Dataset:
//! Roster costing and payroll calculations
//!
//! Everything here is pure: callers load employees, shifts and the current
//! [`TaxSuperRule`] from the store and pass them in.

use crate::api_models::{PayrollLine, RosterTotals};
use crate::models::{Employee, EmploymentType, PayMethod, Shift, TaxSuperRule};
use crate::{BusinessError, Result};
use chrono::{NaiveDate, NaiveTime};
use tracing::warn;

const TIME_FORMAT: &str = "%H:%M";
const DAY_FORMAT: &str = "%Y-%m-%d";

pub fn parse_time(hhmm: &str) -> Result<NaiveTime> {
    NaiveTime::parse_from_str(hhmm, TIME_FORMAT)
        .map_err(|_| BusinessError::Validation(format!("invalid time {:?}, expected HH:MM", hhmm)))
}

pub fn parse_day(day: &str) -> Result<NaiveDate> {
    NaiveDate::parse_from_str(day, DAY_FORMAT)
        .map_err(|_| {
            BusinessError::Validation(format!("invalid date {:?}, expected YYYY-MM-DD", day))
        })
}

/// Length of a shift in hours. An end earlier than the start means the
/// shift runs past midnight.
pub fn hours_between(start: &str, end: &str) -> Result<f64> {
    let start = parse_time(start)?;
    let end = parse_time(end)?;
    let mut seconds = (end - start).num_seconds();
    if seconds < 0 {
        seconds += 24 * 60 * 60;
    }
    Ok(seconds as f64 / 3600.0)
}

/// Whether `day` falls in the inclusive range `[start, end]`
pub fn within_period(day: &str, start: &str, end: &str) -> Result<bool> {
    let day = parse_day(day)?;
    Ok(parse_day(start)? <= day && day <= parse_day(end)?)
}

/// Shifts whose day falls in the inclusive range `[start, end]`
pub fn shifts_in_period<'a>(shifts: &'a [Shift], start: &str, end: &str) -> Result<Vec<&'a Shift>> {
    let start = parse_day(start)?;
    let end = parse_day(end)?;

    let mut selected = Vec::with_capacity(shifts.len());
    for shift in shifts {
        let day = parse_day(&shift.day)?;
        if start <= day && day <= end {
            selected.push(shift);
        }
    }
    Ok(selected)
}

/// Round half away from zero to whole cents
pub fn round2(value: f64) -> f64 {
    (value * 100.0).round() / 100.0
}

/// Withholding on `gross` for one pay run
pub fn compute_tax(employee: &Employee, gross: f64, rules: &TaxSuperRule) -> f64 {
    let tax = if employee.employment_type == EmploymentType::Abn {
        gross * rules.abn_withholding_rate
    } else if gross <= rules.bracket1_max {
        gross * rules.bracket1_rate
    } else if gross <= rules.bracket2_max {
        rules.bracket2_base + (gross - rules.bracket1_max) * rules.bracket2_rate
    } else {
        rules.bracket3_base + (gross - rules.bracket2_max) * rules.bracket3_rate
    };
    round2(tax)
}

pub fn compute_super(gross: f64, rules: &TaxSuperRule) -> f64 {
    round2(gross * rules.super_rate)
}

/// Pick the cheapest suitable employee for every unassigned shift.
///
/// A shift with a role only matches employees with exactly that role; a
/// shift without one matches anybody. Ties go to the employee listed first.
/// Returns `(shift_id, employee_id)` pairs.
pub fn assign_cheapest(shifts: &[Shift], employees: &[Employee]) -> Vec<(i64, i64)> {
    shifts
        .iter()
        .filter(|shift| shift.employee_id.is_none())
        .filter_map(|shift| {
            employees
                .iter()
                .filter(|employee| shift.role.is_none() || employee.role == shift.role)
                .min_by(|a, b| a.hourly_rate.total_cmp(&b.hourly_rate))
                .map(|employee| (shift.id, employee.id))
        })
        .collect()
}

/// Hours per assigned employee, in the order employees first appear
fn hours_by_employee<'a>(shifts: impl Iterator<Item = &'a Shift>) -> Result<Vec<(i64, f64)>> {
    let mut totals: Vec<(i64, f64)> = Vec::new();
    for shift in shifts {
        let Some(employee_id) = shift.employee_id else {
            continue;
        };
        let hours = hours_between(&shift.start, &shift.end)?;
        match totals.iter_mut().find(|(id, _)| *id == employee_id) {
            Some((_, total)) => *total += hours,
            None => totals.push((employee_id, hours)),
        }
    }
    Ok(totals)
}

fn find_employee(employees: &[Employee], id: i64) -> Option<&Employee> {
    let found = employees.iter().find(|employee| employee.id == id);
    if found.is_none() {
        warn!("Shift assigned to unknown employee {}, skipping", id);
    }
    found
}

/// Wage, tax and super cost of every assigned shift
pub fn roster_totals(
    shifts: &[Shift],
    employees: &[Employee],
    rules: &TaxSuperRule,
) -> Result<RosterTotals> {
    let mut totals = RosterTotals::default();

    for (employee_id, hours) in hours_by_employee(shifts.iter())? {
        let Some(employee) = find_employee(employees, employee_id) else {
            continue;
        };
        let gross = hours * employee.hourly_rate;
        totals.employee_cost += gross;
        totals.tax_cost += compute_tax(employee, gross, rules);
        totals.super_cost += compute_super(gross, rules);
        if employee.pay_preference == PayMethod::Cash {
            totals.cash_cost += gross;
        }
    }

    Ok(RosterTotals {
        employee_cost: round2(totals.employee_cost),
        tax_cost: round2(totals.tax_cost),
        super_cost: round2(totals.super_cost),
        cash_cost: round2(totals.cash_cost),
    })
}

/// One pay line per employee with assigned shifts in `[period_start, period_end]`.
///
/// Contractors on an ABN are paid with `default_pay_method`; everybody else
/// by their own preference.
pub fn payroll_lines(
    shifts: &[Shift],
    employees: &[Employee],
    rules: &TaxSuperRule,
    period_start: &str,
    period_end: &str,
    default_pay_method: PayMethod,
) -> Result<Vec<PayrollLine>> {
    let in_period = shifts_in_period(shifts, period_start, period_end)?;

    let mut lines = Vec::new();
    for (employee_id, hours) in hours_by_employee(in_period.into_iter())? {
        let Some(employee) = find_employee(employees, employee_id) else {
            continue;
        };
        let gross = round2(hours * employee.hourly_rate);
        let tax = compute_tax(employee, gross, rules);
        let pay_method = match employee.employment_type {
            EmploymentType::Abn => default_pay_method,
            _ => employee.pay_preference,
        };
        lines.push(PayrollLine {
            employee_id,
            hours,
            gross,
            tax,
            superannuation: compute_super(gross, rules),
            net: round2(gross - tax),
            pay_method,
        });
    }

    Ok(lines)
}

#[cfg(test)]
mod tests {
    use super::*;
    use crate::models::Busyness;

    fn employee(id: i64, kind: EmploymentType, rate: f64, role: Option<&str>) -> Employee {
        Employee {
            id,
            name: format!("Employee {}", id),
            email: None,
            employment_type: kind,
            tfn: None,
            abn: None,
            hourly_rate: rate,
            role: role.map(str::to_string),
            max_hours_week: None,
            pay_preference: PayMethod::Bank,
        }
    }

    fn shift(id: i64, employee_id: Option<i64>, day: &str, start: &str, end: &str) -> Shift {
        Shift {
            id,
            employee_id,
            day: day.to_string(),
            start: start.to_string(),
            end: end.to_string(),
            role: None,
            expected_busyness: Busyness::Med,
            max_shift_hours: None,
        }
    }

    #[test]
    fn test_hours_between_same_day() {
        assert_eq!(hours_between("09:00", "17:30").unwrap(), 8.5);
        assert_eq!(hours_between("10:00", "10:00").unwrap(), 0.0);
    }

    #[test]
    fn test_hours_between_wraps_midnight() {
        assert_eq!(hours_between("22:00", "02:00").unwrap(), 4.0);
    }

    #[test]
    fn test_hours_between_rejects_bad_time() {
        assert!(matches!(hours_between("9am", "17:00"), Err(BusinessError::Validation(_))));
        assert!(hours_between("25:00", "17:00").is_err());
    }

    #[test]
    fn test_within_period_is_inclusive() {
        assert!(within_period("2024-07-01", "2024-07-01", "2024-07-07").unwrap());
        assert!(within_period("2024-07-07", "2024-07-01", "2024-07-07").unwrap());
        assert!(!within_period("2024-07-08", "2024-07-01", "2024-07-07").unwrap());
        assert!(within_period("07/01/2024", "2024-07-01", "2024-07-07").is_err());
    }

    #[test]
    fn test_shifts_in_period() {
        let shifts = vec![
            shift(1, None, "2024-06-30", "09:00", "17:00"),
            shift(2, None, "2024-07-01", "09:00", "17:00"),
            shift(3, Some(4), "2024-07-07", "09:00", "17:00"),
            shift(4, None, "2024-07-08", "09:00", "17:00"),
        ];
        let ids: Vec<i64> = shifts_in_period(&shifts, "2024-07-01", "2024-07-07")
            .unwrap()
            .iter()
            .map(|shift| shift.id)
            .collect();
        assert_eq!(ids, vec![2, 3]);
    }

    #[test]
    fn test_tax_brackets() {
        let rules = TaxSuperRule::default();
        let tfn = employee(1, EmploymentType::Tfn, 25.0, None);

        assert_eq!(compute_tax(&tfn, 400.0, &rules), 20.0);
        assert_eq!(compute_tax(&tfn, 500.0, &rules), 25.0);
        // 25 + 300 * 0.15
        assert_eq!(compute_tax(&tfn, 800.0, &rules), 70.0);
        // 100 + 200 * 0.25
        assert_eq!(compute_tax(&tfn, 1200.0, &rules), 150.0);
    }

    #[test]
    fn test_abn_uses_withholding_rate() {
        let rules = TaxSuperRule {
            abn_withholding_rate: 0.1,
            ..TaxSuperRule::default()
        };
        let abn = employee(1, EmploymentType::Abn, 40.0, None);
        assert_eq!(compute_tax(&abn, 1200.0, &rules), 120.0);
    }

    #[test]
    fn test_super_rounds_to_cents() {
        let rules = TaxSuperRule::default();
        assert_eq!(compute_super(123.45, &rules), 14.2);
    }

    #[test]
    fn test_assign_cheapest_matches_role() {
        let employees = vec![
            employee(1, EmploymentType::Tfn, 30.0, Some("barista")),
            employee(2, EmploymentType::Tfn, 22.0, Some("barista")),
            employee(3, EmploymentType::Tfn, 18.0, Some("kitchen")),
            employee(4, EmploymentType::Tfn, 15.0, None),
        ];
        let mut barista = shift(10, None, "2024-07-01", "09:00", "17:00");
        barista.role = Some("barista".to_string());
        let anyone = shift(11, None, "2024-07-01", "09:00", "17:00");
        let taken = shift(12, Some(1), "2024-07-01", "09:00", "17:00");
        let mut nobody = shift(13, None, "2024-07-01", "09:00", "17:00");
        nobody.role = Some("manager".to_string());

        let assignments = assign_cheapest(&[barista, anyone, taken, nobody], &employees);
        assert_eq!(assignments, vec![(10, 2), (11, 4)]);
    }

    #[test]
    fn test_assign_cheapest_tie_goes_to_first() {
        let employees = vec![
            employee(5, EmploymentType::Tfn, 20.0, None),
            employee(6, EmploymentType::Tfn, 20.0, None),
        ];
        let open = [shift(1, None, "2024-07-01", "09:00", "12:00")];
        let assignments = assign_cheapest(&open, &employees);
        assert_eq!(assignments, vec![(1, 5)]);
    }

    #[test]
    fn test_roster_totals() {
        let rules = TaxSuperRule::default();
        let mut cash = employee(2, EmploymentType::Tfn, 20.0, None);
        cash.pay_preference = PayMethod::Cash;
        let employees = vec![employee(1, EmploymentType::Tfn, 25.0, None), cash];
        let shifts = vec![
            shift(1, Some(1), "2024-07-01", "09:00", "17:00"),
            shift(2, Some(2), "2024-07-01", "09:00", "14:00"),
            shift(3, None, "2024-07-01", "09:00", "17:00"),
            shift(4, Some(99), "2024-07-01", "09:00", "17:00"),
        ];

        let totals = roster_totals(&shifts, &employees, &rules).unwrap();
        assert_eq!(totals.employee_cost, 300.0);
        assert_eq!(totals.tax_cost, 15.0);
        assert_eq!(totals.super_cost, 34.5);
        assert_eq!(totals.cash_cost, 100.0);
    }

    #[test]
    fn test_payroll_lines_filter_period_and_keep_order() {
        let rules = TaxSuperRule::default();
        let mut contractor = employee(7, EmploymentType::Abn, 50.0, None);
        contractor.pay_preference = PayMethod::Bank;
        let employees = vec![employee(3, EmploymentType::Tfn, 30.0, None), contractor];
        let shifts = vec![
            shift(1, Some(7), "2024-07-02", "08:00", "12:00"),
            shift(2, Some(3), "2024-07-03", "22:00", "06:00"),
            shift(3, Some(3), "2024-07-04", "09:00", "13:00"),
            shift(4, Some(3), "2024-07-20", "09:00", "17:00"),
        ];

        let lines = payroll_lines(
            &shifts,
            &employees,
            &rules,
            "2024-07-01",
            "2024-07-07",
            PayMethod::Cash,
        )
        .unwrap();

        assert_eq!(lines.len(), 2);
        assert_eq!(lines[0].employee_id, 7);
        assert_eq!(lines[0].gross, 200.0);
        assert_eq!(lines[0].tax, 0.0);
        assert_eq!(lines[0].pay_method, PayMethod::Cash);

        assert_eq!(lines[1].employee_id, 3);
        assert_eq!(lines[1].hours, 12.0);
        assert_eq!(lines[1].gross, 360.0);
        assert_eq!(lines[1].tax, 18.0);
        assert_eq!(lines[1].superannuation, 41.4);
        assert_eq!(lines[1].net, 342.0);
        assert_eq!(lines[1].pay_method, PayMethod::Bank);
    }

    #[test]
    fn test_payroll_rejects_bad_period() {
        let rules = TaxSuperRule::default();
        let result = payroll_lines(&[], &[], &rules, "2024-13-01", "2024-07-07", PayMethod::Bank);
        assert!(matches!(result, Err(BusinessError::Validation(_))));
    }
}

What you are asked to do: Reproduce each line from the records that contains the word "found".

Task answer:
    let found = employees.iter().find(|employee| employee.id == id);
    if found.is_none() {
    found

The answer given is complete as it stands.